[Dataset entries]
·····
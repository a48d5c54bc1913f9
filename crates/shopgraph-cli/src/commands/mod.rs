pub mod connection;
pub mod explore;
pub mod inspect;

use anyhow::Result;
use shopgraph_config::ShopgraphConfig;

use crate::cli::Commands;
use crate::output::OutputFormat;

/// Run a subcommand and return what should be printed to stdout
pub fn execute(config: &ShopgraphConfig, command: Commands, format: OutputFormat) -> Result<String> {
    match command {
        Commands::Explore(args) => explore::execute(config, args, format),
        Commands::Inspect(args) => inspect::execute(config, args, format),
        Commands::Connection => connection::execute(config, format),
    }
}
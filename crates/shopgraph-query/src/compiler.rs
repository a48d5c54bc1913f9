//! End-to-end compiler wiring both modes.
//!
//! - explore: normalize → plan clauses → build projection → render
//! - inspect: normalize → plan inspection → render

use shopgraph_config::PagingConfig;
use std::collections::HashMap;
use tracing::debug;

use crate::error::QueryResult;
use crate::explore::ClausePlanner;
use crate::inspect::InspectionPlanner;
use crate::normalize::{FilterRequest, RequestNormalizer};
use crate::plan::QueryPlan;
use crate::projection::ProjectionBuilder;
use crate::render::{CypherRenderer, GeneratedQuery, QueryRenderer};
use crate::schema::SchemaGraph;

/// Graph-query compiler over the built-in schema.
///
/// Holds no mutable state; one instance can serve any number of callers
/// concurrently.
#[derive(Debug, Clone)]
pub struct QueryCompiler {
    normalizer: RequestNormalizer,
    schema: &'static SchemaGraph,
    renderer: CypherRenderer,
}

impl Default for QueryCompiler {
    fn default() -> Self {
        Self::new(PagingConfig::default())
    }
}

impl QueryCompiler {
    pub fn new(paging: PagingConfig) -> Self {
        Self {
            normalizer: RequestNormalizer::new(paging),
            schema: SchemaGraph::global(),
            renderer: CypherRenderer::new(),
        }
    }

    pub fn schema(&self) -> &'static SchemaGraph {
        self.schema
    }

    /// Build the explore plan without rendering it
    pub fn plan_explore(&self, request: &FilterRequest) -> QueryPlan {
        let normalized = self.normalizer.normalize(request);
        let clauses = ClausePlanner::new(self.schema).plan(&normalized);
        let stage = ProjectionBuilder::new().build(&clauses, &normalized);

        QueryPlan {
            clauses,
            aggregation: stage.aggregation,
            projection: stage.projection,
            order_by: normalized.order_by,
            limit: Some(u64::from(normalized.limit)),
        }
    }

    /// Build the inspect plan without rendering it
    pub fn plan_inspect(
        &self,
        label: &str,
        params: &HashMap<String, String>,
    ) -> QueryResult<QueryPlan> {
        let request = self.normalizer.normalize_inspection(label, params);
        InspectionPlanner::new(self.schema).plan(&request)
    }

    /// Multi-entity keyword search. Never fails.
    pub fn explore(&self, request: &FilterRequest) -> GeneratedQuery {
        let query = self.renderer.render(&self.plan_explore(request));
        debug!(bytes = query.cypher.len(), "Compiled explore query");
        query
    }

    /// Single entity by primary key with its one-hop neighborhood
    pub fn inspect(
        &self,
        label: &str,
        params: &HashMap<String, String>,
    ) -> QueryResult<GeneratedQuery> {
        let query = self.renderer.render(&self.plan_inspect(label, params)?);
        debug!(label, bytes = query.cypher.len(), "Compiled inspect query");
        Ok(query)
    }
}
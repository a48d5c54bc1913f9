//! Command-line front end for the shopgraph query compiler.

pub mod cli;
pub mod commands;
pub mod output;
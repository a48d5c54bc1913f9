//! Graph database connection descriptor
//!
//! The compiler never connects to the database; this section only tells
//! consumers of the generated text where to run it.

use serde::{Deserialize, Serialize};

/// Neo4j connection settings
#[derive(Debug, Clone, PartialEq, Eq, Serialize, Deserialize)]
#[serde(default)]
pub struct Neo4jConfig {
    /// Bolt or neo4j scheme URL
    pub url: String,
    /// Database user
    pub username: String,
    /// Database password (empty when unset)
    pub password: String,
}

impl Default for Neo4jConfig {
    fn default() -> Self {
        Self {
            url: "neo4j://localhost:7687".to_string(),
            username: "neo4j".to_string(),
            password: String::new(),
        }
    }
}

#[cfg(test)]
mod tests {
    use super::*;

    #[test]
    fn test_defaults() {
        let neo4j = Neo4jConfig::default();
        assert_eq!(neo4j.url, "neo4j://localhost:7687");
        assert_eq!(neo4j.username, "neo4j");
        assert!(neo4j.password.is_empty());
    }

    #[test]
    fn test_partial_toml_keeps_defaults() {
        let neo4j: Neo4jConfig = toml::from_str(r#"username = "shop""#).unwrap();
        assert_eq!(neo4j.username, "shop");
        assert_eq!(neo4j.url, "neo4j://localhost:7687");
    }
}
·····
• **TASK DESCRIPTION**
Where in the entries above does the word "without" appear? Copy each line that has it.

• **TASK RESULT**
    /// Build the explore plan without rendering it
    /// Build the inspect plan without rendering it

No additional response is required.